WHAT TO WORK ON:
In this exercise, reproduce all the entries that follow exactly.

DATA FOR ANALYSIS:
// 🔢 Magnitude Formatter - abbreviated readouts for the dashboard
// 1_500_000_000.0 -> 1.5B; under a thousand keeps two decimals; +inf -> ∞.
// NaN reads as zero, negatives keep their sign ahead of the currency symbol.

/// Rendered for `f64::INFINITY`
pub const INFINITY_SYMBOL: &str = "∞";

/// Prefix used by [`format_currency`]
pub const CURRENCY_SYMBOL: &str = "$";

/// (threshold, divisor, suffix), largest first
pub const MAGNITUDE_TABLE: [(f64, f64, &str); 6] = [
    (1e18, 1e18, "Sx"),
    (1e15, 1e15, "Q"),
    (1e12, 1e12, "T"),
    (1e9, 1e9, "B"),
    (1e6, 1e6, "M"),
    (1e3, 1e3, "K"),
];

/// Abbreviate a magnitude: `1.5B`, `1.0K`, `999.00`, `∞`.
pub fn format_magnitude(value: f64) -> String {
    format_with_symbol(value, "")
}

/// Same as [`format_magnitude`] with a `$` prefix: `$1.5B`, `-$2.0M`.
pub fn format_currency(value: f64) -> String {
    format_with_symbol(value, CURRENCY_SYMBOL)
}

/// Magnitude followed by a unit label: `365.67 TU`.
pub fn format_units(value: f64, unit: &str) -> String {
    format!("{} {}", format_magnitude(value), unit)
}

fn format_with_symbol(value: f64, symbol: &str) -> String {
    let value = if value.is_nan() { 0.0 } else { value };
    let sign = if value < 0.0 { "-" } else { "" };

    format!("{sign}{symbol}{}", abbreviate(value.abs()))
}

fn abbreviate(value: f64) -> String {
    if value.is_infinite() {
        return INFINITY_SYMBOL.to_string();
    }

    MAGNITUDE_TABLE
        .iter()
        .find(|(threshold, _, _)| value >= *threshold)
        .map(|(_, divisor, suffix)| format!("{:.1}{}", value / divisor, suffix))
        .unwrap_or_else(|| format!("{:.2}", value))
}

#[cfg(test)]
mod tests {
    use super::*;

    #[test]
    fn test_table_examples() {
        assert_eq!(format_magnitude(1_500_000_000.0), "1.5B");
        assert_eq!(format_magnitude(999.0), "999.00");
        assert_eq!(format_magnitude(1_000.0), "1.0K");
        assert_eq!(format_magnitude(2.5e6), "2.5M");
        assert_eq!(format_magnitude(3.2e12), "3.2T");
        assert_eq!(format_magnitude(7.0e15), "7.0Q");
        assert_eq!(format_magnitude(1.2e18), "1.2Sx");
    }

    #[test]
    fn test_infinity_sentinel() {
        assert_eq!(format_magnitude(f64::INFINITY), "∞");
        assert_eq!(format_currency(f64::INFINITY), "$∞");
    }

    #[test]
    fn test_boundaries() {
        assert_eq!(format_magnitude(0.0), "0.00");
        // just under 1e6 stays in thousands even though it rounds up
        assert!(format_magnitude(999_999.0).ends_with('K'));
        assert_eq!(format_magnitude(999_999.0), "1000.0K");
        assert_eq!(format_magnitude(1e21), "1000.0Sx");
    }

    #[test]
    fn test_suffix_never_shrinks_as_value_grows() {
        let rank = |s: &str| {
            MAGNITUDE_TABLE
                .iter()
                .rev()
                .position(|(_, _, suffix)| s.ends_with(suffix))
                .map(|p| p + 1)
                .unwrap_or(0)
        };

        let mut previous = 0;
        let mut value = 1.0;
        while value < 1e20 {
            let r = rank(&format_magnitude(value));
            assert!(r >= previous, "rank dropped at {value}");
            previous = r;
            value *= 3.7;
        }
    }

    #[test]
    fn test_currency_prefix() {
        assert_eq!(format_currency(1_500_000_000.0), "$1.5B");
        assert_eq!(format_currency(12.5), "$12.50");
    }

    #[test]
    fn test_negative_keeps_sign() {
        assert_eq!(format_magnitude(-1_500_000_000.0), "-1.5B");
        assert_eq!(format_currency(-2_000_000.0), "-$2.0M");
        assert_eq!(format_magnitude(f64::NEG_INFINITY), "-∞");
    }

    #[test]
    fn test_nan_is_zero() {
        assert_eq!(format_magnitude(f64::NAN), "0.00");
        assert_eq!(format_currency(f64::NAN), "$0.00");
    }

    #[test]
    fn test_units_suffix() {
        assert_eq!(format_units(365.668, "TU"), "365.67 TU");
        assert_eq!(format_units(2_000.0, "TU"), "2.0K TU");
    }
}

SOLUTION BELOW:
// 🔢 Magnitude Formatter - abbreviated readouts for the dashboard
// 1_500_000_000.0 -> 1.5B; under a thousand keeps two decimals; +inf -> ∞.
// NaN reads as zero, negatives keep their sign ahead of the currency symbol.

/// Rendered for `f64::INFINITY`
pub const INFINITY_SYMBOL: &str = "∞";

/// Prefix used by [`format_currency`]
pub const CURRENCY_SYMBOL: &str = "$";

/// (threshold, divisor, suffix), largest first
pub const MAGNITUDE_TABLE: [(f64, f64, &str); 6] = [
    (1e18, 1e18, "Sx"),
    (1e15, 1e15, "Q"),
    (1e12, 1e12, "T"),
    (1e9, 1e9, "B"),
    (1e6, 1e6, "M"),
    (1e3, 1e3, "K"),
];

/// Abbreviate a magnitude: `1.5B`, `1.0K`, `999.00`, `∞`.
pub fn format_magnitude(value: f64) -> String {
    format_with_symbol(value, "")
}

/// Same as [`format_magnitude`] with a `$` prefix: `$1.5B`, `-$2.0M`.
pub fn format_currency(value: f64) -> String {
    format_with_symbol(value, CURRENCY_SYMBOL)
}

/// Magnitude followed by a unit label: `365.67 TU`.
pub fn format_units(value: f64, unit: &str) -> String {
    format!("{} {}", format_magnitude(value), unit)
}

fn format_with_symbol(value: f64, symbol: &str) -> String {
    let value = if value.is_nan() { 0.0 } else { value };
    let sign = if value < 0.0 { "-" } else { "" };

    format!("{sign}{symbol}{}", abbreviate(value.abs()))
}

fn abbreviate(value: f64) -> String {
    if value.is_infinite() {
        return INFINITY_SYMBOL.to_string();
    }

    MAGNITUDE_TABLE
        .iter()
        .find(|(threshold, _, _)| value >= *threshold)
        .map(|(_, divisor, suffix)| format!("{:.1}{}", value / divisor, suffix))
        .unwrap_or_else(|| format!("{:.2}", value))
}

#[cfg(test)]
mod tests {
    use super::*;

    #[test]
    fn test_table_examples() {
        assert_eq!(format_magnitude(1_500_000_000.0), "1.5B");
        assert_eq!(format_magnitude(999.0), "999.00");
        assert_eq!(format_magnitude(1_000.0), "1.0K");
        assert_eq!(format_magnitude(2.5e6), "2.5M");
        assert_eq!(format_magnitude(3.2e12), "3.2T");
        assert_eq!(format_magnitude(7.0e15), "7.0Q");
        assert_eq!(format_magnitude(1.2e18), "1.2Sx");
    }

    #[test]
    fn test_infinity_sentinel() {
        assert_eq!(format_magnitude(f64::INFINITY), "∞");
        assert_eq!(format_currency(f64::INFINITY), "$∞");
    }

    #[test]
    fn test_boundaries() {
        assert_eq!(format_magnitude(0.0), "0.00");
        // just under 1e6 stays in thousands even though it rounds up
        assert!(format_magnitude(999_999.0).ends_with('K'));
        assert_eq!(format_magnitude(999_999.0), "1000.0K");
        assert_eq!(format_magnitude(1e21), "1000.0Sx");
    }

    #[test]
    fn test_suffix_never_shrinks_as_value_grows() {
        let rank = |s: &str| {
            MAGNITUDE_TABLE
                .iter()
                .rev()
                .position(|(_, _, suffix)| s.ends_with(suffix))
                .map(|p| p + 1)
                .unwrap_or(0)
        };

        let mut previous = 0;
        let mut value = 1.0;
        while value < 1e20 {
            let r = rank(&format_magnitude(value));
            assert!(r >= previous, "rank dropped at {value}");
            previous = r;
            value *= 3.7;
        }
    }

    #[test]
    fn test_currency_prefix() {
        assert_eq!(format_currency(1_500_000_000.0), "$1.5B");
        assert_eq!(format_currency(12.5), "$12.50");
    }

    #[test]
    fn test_negative_keeps_sign() {
        assert_eq!(format_magnitude(-1_500_000_000.0), "-1.5B");
        assert_eq!(format_currency(-2_000_000.0), "-$2.0M");
        assert_eq!(format_magnitude(f64::NEG_INFINITY), "-∞");
    }

    #[test]
    fn test_nan_is_zero() {
        assert_eq!(format_magnitude(f64::NAN), "0.00");
        assert_eq!(format_currency(f64::NAN), "$0.00");
    }

    #[test]
    fn test_units_suffix() {
        assert_eq!(format_units(365.668, "TU"), "365.67 TU");
        assert_eq!(format_units(2_000.0, "TU"), "2.0K TU");
    }
}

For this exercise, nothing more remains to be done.